A greater partnership
Throughout the year, there has been collaboration not just among the college groups within the cadre, but among the states as well, through national meetings and an online portal. This collaborative atmosphere allowed the institutions to form a national learning community, allowing the participating colleges to borrow best practices and help each other avoid mistakes.
Steve Johnson, president of Sinclair Community College in Ohio, spoke at one of our national meetings recently and explained that all students have life systems—backgrounds, goals, ambitions, intelligence, personality—and every college is a system—academics, student services, technology—so our work is to help ensure those systems match.
Historically, such initiatives have been pretty narrow in comparison, focusing on a small number of students during students’ initial time of entry. The Completion by Design initiative is allowing colleges to build a comprehensive pathway from the moment students first express interest through their completion of a credential and successful connection in the next step of their life journey.
We have been able to recognize common loss points and are now implementing systems change to address them. For instance, we know large numbers of students delay taking required math courses until they get to the end of their program. We lose many of them because they cannot pass the course, which is required for graduation.

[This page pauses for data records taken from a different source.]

/// How paginated responses are laid out.
///
/// The backend has shipped all three shapes at some point; clients must
/// accept each of them.
#[derive(Debug, Clone, Copy, PartialEq, Eq, Default)]
pub enum PageShape {
    /// Totals next to `content`.
    #[default]
    Flat,
    /// Totals under a `page` object.
    Nested,
    /// A flat page inside an `{ message, data }` envelope.
    Wrapped,
}

/// A scripted failure for the next request.
#[derive(Debug, Clone, PartialEq, Eq)]
pub enum Failure {
    /// The request never reaches the server.
    Offline,
    /// The request times out before reaching the server.
    Timeout,
    /// The server answers with an error status without changing state.
    Status {
        /// HTTP status
        status: u16,
        /// Error message in the body
        message: String,
    },
}

struct BackendState {
    posts: BTreeMap<ForumId, ForumPost>,
    /// Top-level comments per post, oldest first. Replies nest inside.
    comments: BTreeMap<ForumId, Vec<Comment>>,
    likes: BTreeSet<(ForumId, UserId)>,
    featured: BTreeSet<ForumId>,
    next_forum_id: ForumId,
    next_comment_id: CommentId,
    shape: PageShape,
    failures: VecDeque<Failure>,
    delays: VecDeque<Duration>,
    latency: Duration,
    jitter: Duration,
    rng: ChaCha8Rng,
    log: Vec<ApiRequest>,
}

/// Shared in-memory backend. See the module documentation.
#[derive(Clone)]
pub struct SimBackend {
    state: Arc<Mutex<BackendState>>,
    identity: SharedIdentity,
}

impl SimBackend {
    /// Empty backend that authenticates requests as `identity`.
    pub fn new(identity: SharedIdentity) -> Self {
        Self::with_seed(identity, 0)
    }

    /// Empty backend whose latency jitter is drawn from `seed`.
    pub fn with_seed(identity: SharedIdentity, seed: u64) -> Self {
        let state = BackendState {
            posts: BTreeMap::new(),
            comments: BTreeMap::new(),
            likes: BTreeSet::new(),
            featured: BTreeSet::new(),
            next_forum_id: 1,
            next_comment_id: 1,
            shape: PageShape::default(),
            failures: VecDeque::new(),
            delays: VecDeque::new(),
            latency: Duration::ZERO,
            jitter: Duration::ZERO,
            rng: ChaCha8Rng::seed_from_u64(seed),
            log: Vec::new(),
        };
        Self { state: Arc::new(Mutex::new(state)), identity }
    }

    /// Session the backend authenticates requests with.
    pub fn identity(&self) -> &SharedIdentity {
        &self.identity
    }

    /// Lay out paginated responses as `shape`.
    pub fn set_page_shape(&self, shape: PageShape) {
        self.lock().shape = shape;
    }

    /// Delay every response by `base` plus up to `jitter`.
    pub fn set_latency(&self, base: Duration, jitter: Duration) {
        let mut state = self.lock();
        state.latency = base;
        state.jitter = jitter;
    }

    /// Delay the next unscripted request by exactly `delay`.
    pub fn delay_next(&self, delay: Duration) {
        self.lock().delays.push_back(delay);
    }

    /// Fail the next request that has no failure scripted yet.
    pub fn fail_next(&self, failure: Failure) {
        self.lock().failures.push_back(failure);
    }

    /// Add a post by `author`.
    pub fn seed_forum(&self, author: UserId, title: &str, tags: &[&str]) -> ForumId {
        let body = CreateForum {
            title: title.to_string(),
            content: format!("<p>{title}</p>"),
            tags: tags.iter().map(|t| (*t).to_string()).collect(),
        };
        self.lock().insert_forum(author, body).forum_id
    }

    /// Add a comment, or a reply to `parent_id`. `None` if the post or the
    /// parent does not exist.
    pub fn seed_comment(
        &self,
        forum_id: ForumId,
        author: UserId,
        text: &str,
        parent_id: Option<CommentId>,
    ) -> Option<CommentId> {
        let body = CreateComment { text: text.to_string(), parent_id };
        self.lock().insert_comment(forum_id, author, body).map(|c| c.comment_id)
    }

    /// Make `user` like `forum_id`. Returns `false` if the like already
    /// existed or the post does not.
    pub fn seed_like(&self, forum_id: ForumId, user: UserId) -> bool {
        let mut state = self.lock();
        if !state.posts.contains_key(&forum_id) || state.likes.contains(&(forum_id, user)) {
            return false;
        }
        state.toggle_like(forum_id, user)
    }

    /// Put `forum_id` on the featured list.
    pub fn feature(&self, forum_id: ForumId) {
        self.lock().featured.insert(forum_id);
    }

    /// Current server copy of a post.
    pub fn forum(&self, forum_id: ForumId) -> Option<ForumPost> {
        self.lock().posts.get(&forum_id).cloned()
    }

    /// Every post, by ID.
    pub fn forums(&self) -> Vec<ForumPost> {
        self.lock().posts.values().cloned().collect()
    }

    /// Every post ID, ascending.
    pub fn forum_ids(&self) -> Vec<ForumId> {
        self.lock().posts.keys().copied().collect()
    }

    /// Top-level comments of a post, oldest first, replies nested.
    pub fn comments(&self, forum_id: ForumId) -> Vec<Comment> {
        self.lock().comments.get(&forum_id).cloned().unwrap_or_default()
    }

    /// Whether `user` likes `forum_id`.
    pub fn is_liked(&self, forum_id: ForumId, user: UserId) -> bool {
        self.lock().likes.contains(&(forum_id, user))
    }

    /// Every request received, in arrival order.
    pub fn requests(&self) -> Vec<ApiRequest> {
        self.lock().log.clone()
    }

    /// Number of `method` requests whose path ends with `path_suffix`.
    pub fn request_count(&self, method: Method, path_suffix: &str) -> usize {
        self.lock()
            .log
            .iter()
            .filter(|r| r.method == method && r.path.ends_with(path_suffix))
            .count()
    }

    /// Forget the request log.
    pub fn clear_requests(&self) {
        self.lock().log.clear();
    }

    fn lock(&self) -> MutexGuard<'_, BackendState> {
        self.state.lock().unwrap_or_else(PoisonError::into_inner)
    }
}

We also have identified a need for more student incentives, to help them recognize when they reach milestones, since we know that sense of accomplishment can often push them through to completion.
A new approach
The initiative seeks to provide structure and standardization. While some may view this as limiting student choice, others argue that it is a rather effective way to provide guided choice.
We are creating bridge programs, also referred to as “launch pads” or “on ramps.” Students take exploratory courses in a general direction they have expressed interest in, which will ensure appropriate program selection. Instead of throwing college course catalogues at students with little more apparent order or meaning than the alphabetic listing of course names, we can provide students with a roadmap that makes it clear where the program will begin and end. Students will no longer be overwhelmed by the number of course choices and will make the best choice for their future.
True innovation capitalizes on more effective uses of resources, both human and technical. In discussing new technology, we are cognizant of the tendency to create flashy dashboards without first assessing what information is needed. So we are emphasizing the value of determining what purpose it will serve before creating the tool itself, addressing questions such as: What data do we need to collect? What will help our colleges the most to make decisions which will impact our students?
Our overarching goal with Completion By Design is genuine change, the kind that still shows up a century later as a pivotal turning point in the history of education. We are redefining “the community college way.”
Holliday is director of campus innovations and student success at Davidson County Community College (North Carolina).